One photo showed Mohammed Zendiq, who his family said lost his leg in an Israeli raid in the occupied West Bank in July. The other was from an independent video blogger from Gaza named Saleh Aljafarawi.
This manipulation brought the young amputee a barrage of hateful comments. “I fear for my son’s life,” his father Yousef Issam Fandqah, 50, told AFP. “He could be killed for that lie.”
“Pallywood”
Falsely accusing people of faking their suffering has become “one of the most predictable disinformation tactics” in a crisis, says Mike Caulfield, who studies fake news online at the university’s Center for an Informed Public of Washington.
These stories have multiplied with the war between Israel and Hamas. Some of the most viral posts targeting war-affected Gazans have used the term “Pallywood,” a derogatory term that mixes “Palestine” and “Hollywood.”
“This trend arose in the early days of the war, when a video revealed the so-called ‘behind the scenes’ of a film set and claimed that Palestinians were making wounds there,” said Yotam Frost of the Israeli disinformation monitoring organization FakeReporter.
False narratives are also being invented to defame Israelis, he says.
AFP fact-checkers have rejected numerous claims that photos were attached and were misused because they were taken at different times and locations.
Official Israeli reports on X, including embassies, falsely claimed that a video of a dead Palestinian child actually showed nothing more than a doll wrapped in cloth. Other reports incorrectly presented footage from a 2013 protest in Egypt and a funeral preparation class in Malaysia in which Palestinians staged their own deaths.
“Dehumanizing”
“It’s a series of recipes: find a few photos of people who look similar, or watch videos and find something that you can pretend a war is staged,” Mr. Caulfield points out.
These stories “often take the worst moment in a parent or partner’s life – the loss of a loved one – and turn it into a circus. It’s cruel and exploitative,” he said.
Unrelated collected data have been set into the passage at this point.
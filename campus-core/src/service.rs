use std::fmt;
use std::future::Future;
use std::sync::Arc;

use anyhow::Result;
use chrono::Utc;
use tracing::{debug, error, warn};

use crate::envelope::Envelope;
use crate::errors::PortalError;
use crate::latency::{Latency, OperationWeight};
use crate::record::{next_id, Record, RecordFilter};
use crate::repository::Repository;

/// Service operations. Domain-specific ones are `Custom("makePayment")` etc.
#[derive(Debug, Clone, PartialEq, Eq, Hash)]
pub enum ServiceMethodKind {
    List,
    Get,
    Create,
    Update,
    Remove,
    Custom(&'static str),
}

impl ServiceMethodKind {
    pub fn as_str(&self) -> &'static str {
        match self {
            ServiceMethodKind::List => "list",
            ServiceMethodKind::Get => "get",
            ServiceMethodKind::Create => "create",
            ServiceMethodKind::Update => "update",
            ServiceMethodKind::Remove => "remove",
            ServiceMethodKind::Custom(name) => name,
        }
    }

    /// Weight used when the caller does not pick one.
    pub fn default_weight(&self) -> OperationWeight {
        match self {
            ServiceMethodKind::List | ServiceMethodKind::Get => OperationWeight::Light,
            _ => OperationWeight::Standard,
        }
    }
}

impl fmt::Display for ServiceMethodKind {
    fn fmt(&self, f: &mut fmt::Formatter<'_>) -> fmt::Result {
        f.write_str(self.as_str())
    }
}

/// Generic CRUD over one [`Repository`], with artificial latency and
/// envelope results.
///
/// Expected failures (a missing id) come back as `Ok(Envelope::Failure)`.
/// `Err` means the call itself failed: the backend broke, not the lookup.
pub struct CrudService<R: Record> {
    name: &'static str,
    repo: Arc<dyn Repository<R>>,
    latency: Latency,
}

impl<R: Record> Clone for CrudService<R> {
    fn clone(&self) -> Self {
        Self {
            name: self.name,
            repo: Arc::clone(&self.repo),
            latency: self.latency.clone(),
        }
    }
}

impl<R: Record> CrudService<R> {
    pub fn new(name: &'static str, repo: Arc<dyn Repository<R>>, latency: Latency) -> Self {
        Self { name, repo, latency }
    }

    pub fn name(&self) -> &'static str {
        self.name
    }

    pub fn repository(&self) -> &Arc<dyn Repository<R>> {
        &self.repo
    }

    pub fn latency(&self) -> &Latency {
        &self.latency
    }

    /// Wait for `weight`, run `op`, and wrap the outcome in an envelope.
    ///
    /// `op` is a lazy future: nothing in it runs before the delay is over.
    pub async fn call<T, Fut>(
        &self,
        method: ServiceMethodKind,
        weight: OperationWeight,
        op: Fut,
    ) -> Result<Envelope<T>>
    where
        Fut: Future<Output = Result<T>> + Send,
    {
        self.latency.wait(weight).await;

        match op.await {
            Ok(data) => {
                debug!(service = self.name, method = %method, "ok");
                Ok(Envelope::ok(data))
            }
            Err(err) if PortalError::is_not_found(&err) => {
                let message = PortalError::from_anyhow(&err)
                    .map(|e| e.message.clone())
                    .unwrap_or_else(R::not_found_message);
                warn!(service = self.name, method = %method, "{message}");
                Ok(Envelope::not_found(message))
            }
            Err(err) => {
                error!(service = self.name, method = %method, error = %err, "call failed");
                Err(err)
            }
        }
    }

    /// [`call`](Self::call) at the method's default weight.
    async fn call_default<T, Fut>(&self, method: ServiceMethodKind, op: Fut) -> Result<Envelope<T>>
    where
        Fut: Future<Output = Result<T>> + Send,
    {
        let weight = method.default_weight();
        self.call(method, weight, op).await
    }

    pub async fn list(&self, filter: &dyn RecordFilter<R>) -> Result<Envelope<Vec<R>>> {
        self.call_default(ServiceMethodKind::List, self.repo.list(filter))
            .await
    }

    pub async fn get(&self, id: &str) -> Result<Envelope<R>> {
        self.call_default(ServiceMethodKind::Get, self.repo.get(id))
            .await
    }

    pub async fn create(&self, draft: R::Draft) -> Result<Envelope<R>> {
        self.create_weighted(draft, ServiceMethodKind::Create.default_weight())
            .await
    }

    /// `create` with an explicit weight; uploads use `Transfer`.
    pub async fn create_weighted(&self, draft: R::Draft, weight: OperationWeight) -> Result<Envelope<R>> {
        let repo = Arc::clone(&self.repo);
        self.call(ServiceMethodKind::Create, weight, async move {
            let now = Utc::now();
            let record = R::from_draft(next_id(R::PREFIX, now), now, draft);
            repo.insert(record).await
        })
        .await
    }

    pub async fn update(&self, id: &str, patch: R::Patch) -> Result<Envelope<R>> {
        self.call_default(ServiceMethodKind::Update, self.repo.patch(id, patch))
            .await
    }

    pub async fn delete(&self, id: &str) -> Result<Envelope<()>> {
        let removed = self
            .call_default(ServiceMethodKind::Remove, self.repo.remove(id))
            .await?;
        Ok(removed.map(|_| ()))
    }
}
After more than a month of war, Israeli bombings in the Gaza Strip have killed a total of 11,240 people, mostly civilians, including 4,630 children, according to the Hamas Health Ministry.
On the Israeli side, around 1,200 people were killed, according to authorities, the vast majority civilians, killed on October 7, the day of the Hamas attack on Israel, which was of unprecedented scale and violence since Israel’s founding in 1948.
By overshadowing the facts reported by people on the ground, these disinformation strategies polarize public opinion and incite violence.
“If we believe that these deaths are staged, we become more desensitized – or skeptical – about the atrocities of war,” warns Alessandro Accorsi, an analyst at the International Crisis Group.
In addition to this “very dehumanizing” aspect, these actions aim to “sow doubt about civilian deaths in general and rally support for more violence and attacks,” he emphasizes.